_DATASET CONTENT_.
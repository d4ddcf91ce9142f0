//! Population-based iterative optimization engine.
//!
//! A generic driver repeatedly creates genotypes, maps them to solutions,
//! scores them in parallel and replaces the population until a stop
//! condition holds. Candidates are ranked only through a partial order, so
//! single- and multi-objective problems share every algorithm.
//!
//! - **Ordering** ([`order`]): partial comparisons, Pareto dominance and
//!   partially ordered collections with front queries.
//! - **Driver** ([`solver`]): individuals, population state, the parallel
//!   evaluation pipeline, stop conditions, observers and
//!   [`IterativeSolver`](solver::IterativeSolver).
//! - **NSGA-II** ([`nsga2`]): fast non-dominated sorting, crowding distance
//!   and the elitist generational strategy.
//! - **MAP-Elites** ([`mapelites`]): feature descriptors, the grid archive
//!   and single, multi-archive and coevolutionary strategies.
//! - **Other strategies**: a generational/overlapping GA ([`ga`]),
//!   (μ,λ)/(μ+λ) evolution strategies ([`es`]), differential evolution
//!   ([`de`]) and random search ([`random_search`]).
//!
//! # Architecture
//!
//! The crate contains no problem-specific concepts. Problems, genotype
//! factories and variation operators are supplied by the caller through the
//! traits in [`solver`]; all randomness flows through a caller-supplied
//! [`rand::Rng`] and all evaluation through a caller-supplied
//! [`rayon::ThreadPool`].

pub mod de;
pub mod error;
pub mod es;
pub mod ga;
pub mod mapelites;
pub mod nsga2;
pub mod order;
pub mod random;
pub mod random_search;
pub mod solver;

#[cfg(test)]
mod testing;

_PROBLEM REQUIREMENTS_. Among the entries above, locate the lines containing "conditions, observers and" and "the grid archive", and transcribe exactly those two lines and all lines between.

_SOLVED EXERCISE_.
//!   evaluation pipeline, stop conditions, observers and
//!   [`IterativeSolver`](solver::IterativeSolver).
//! - **NSGA-II** ([`nsga2`]): fast non-dominated sorting, crowding distance
//!   and the elitist generational strategy.
//! - **MAP-Elites** ([`mapelites`]): feature descriptors, the grid archive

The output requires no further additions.